Stored data entries:
--- START ---
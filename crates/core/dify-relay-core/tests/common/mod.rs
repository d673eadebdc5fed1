//! Common test utilities and a mock Dify server for E2E testing

#![allow(dead_code)]

use axum::{
    extract::State,
    http::{HeaderMap, Method, StatusCode, Uri},
    response::{IntoResponse, Response},
    Router,
};
use dify_relay_core::{Dispatcher, RelayConfig};
use serde_json::Value;
use std::collections::HashMap;
use std::net::SocketAddr;
use std::sync::Arc;
use std::time::Duration;
use tokio::sync::RwLock;

// ============================================================================
// Test Configuration
// ============================================================================

/// Test API key (long enough to pass normalization)
pub const TEST_API_KEY: &str = "app-test0123456789";

/// Relay config with a short upstream timeout
pub fn create_test_config() -> RelayConfig {
    RelayConfig {
        upstream_timeout: Some(Duration::from_secs(2)),
        ..RelayConfig::default()
    }
}

/// HTTP client that ignores proxy settings from the environment
pub fn create_test_client(timeout: Duration) -> reqwest::Client {
    reqwest::Client::builder()
        .no_proxy()
        .timeout(timeout)
        .build()
        .unwrap()
}

/// Dispatcher talking to local mock servers
pub fn create_test_dispatcher() -> Dispatcher {
    Dispatcher::with_client(
        create_test_client(Duration::from_secs(2)),
        &create_test_config(),
    )
}

/// Address with nothing listening on it
pub async fn closed_port_addr() -> SocketAddr {
    let listener = tokio::net::TcpListener::bind("127.0.0.1:0").await.unwrap();
    let addr = listener.local_addr().unwrap();
    drop(listener);
    addr
}

// ============================================================================
// Mock Dify Server
// ============================================================================

/// Canned response for one path
#[derive(Debug, Clone)]
pub struct CannedResponse {
    pub status: u16,
    pub content_type: &'static str,
    pub body: String,
    pub delay: Option<Duration>,
}

impl CannedResponse {
    pub fn json(status: u16, body: Value) -> Self {
        Self {
            status,
            content_type: "application/json",
            body: body.to_string(),
            delay: None,
        }
    }

    pub fn html(status: u16, body: &str) -> Self {
        Self {
            status,
            content_type: "text/html",
            body: body.to_string(),
            delay: None,
        }
    }

    pub fn text(status: u16, body: &str) -> Self {
        Self {
            status,
            content_type: "text/plain",
            body: body.to_string(),
            delay: None,
        }
    }

    pub fn delayed(mut self, delay: Duration) -> Self {
        self.delay = Some(delay);
        self
    }
}

/// One request as seen by the mock
#[derive(Debug, Clone)]
pub struct RecordedRequest {
    pub method: String,
    pub path: String,
    pub headers: HashMap<String, String>,
    pub body: String,
}

impl RecordedRequest {
    pub fn header(&self, name: &str) -> Option<&str> {
        self.headers.get(&name.to_lowercase()).map(String::as_str)
    }

    pub fn json(&self) -> Value {
        serde_json::from_str(&self.body).unwrap()
    }
}

/// State for the mock Dify server
#[derive(Default)]
pub struct MockDifyState {
    /// Canned responses keyed by path
    pub responses: RwLock<HashMap<String, CannedResponse>>,
    /// Request log
    pub requests: RwLock<Vec<RecordedRequest>>,
}

impl MockDifyState {
    pub async fn last_request(&self) -> RecordedRequest {
        self.requests.read().await.last().cloned().unwrap()
    }

    pub async fn request_count(&self) -> usize {
        self.requests.read().await.len()
    }
}

/// Start a mock Dify server serving `routes`; unknown paths get Dify's 404
pub async fn start_mock_dify(
    routes: Vec<(&str, CannedResponse)>,
) -> (SocketAddr, Arc<MockDifyState>) {
    let state = Arc::new(MockDifyState::default());
    {
        let mut responses = state.responses.write().await;
        for (path, response) in routes {
            responses.insert(path.to_string(), response);
        }
    }

    let app = Router::new()
        .fallback(mock_dify_handler)
        .with_state(state.clone());

    let listener = tokio::net::TcpListener::bind("127.0.0.1:0").await.unwrap();
    let addr = listener.local_addr().unwrap();

    tokio::spawn(async move {
        axum::serve(listener, app).await.unwrap();
    });

    (addr, state)
}

async fn mock_dify_handler(
    State(state): State<Arc<MockDifyState>>,
    method: Method,
    uri: Uri,
    headers: HeaderMap,
    body: String,
) -> Response {
    let recorded = RecordedRequest {
        method: method.to_string(),
        path: uri.path().to_string(),
        headers: headers
            .iter()
            .map(|(k, v)| (k.as_str().to_string(), v.to_str().unwrap_or("").to_string()))
            .collect(),
        body,
    };
    state.requests.write().await.push(recorded);

    let canned = state.responses.read().await.get(uri.path()).cloned();
    let canned = canned.unwrap_or_else(|| {
        CannedResponse::json(
            404,
            serde_json::json!({
                "code": "not_found",
                "message": "The requested URL was not found on the server.",
                "status": 404
            }),
        )
    });

    if let Some(delay) = canned.delay {
        tokio::time::sleep(delay).await;
    }

    (
        StatusCode::from_u16(canned.status).unwrap(),
        [("content-type", canned.content_type)],
        canned.body,
    )
        .into_response()
}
--- END ---
WHAT IS EXPECTED:
Working from the entries above, return all lines that contain "Value".

OUTPUT BELOW:
use serde_json::Value;
    pub fn json(status: u16, body: Value) -> Self {
    pub fn json(&self) -> Value {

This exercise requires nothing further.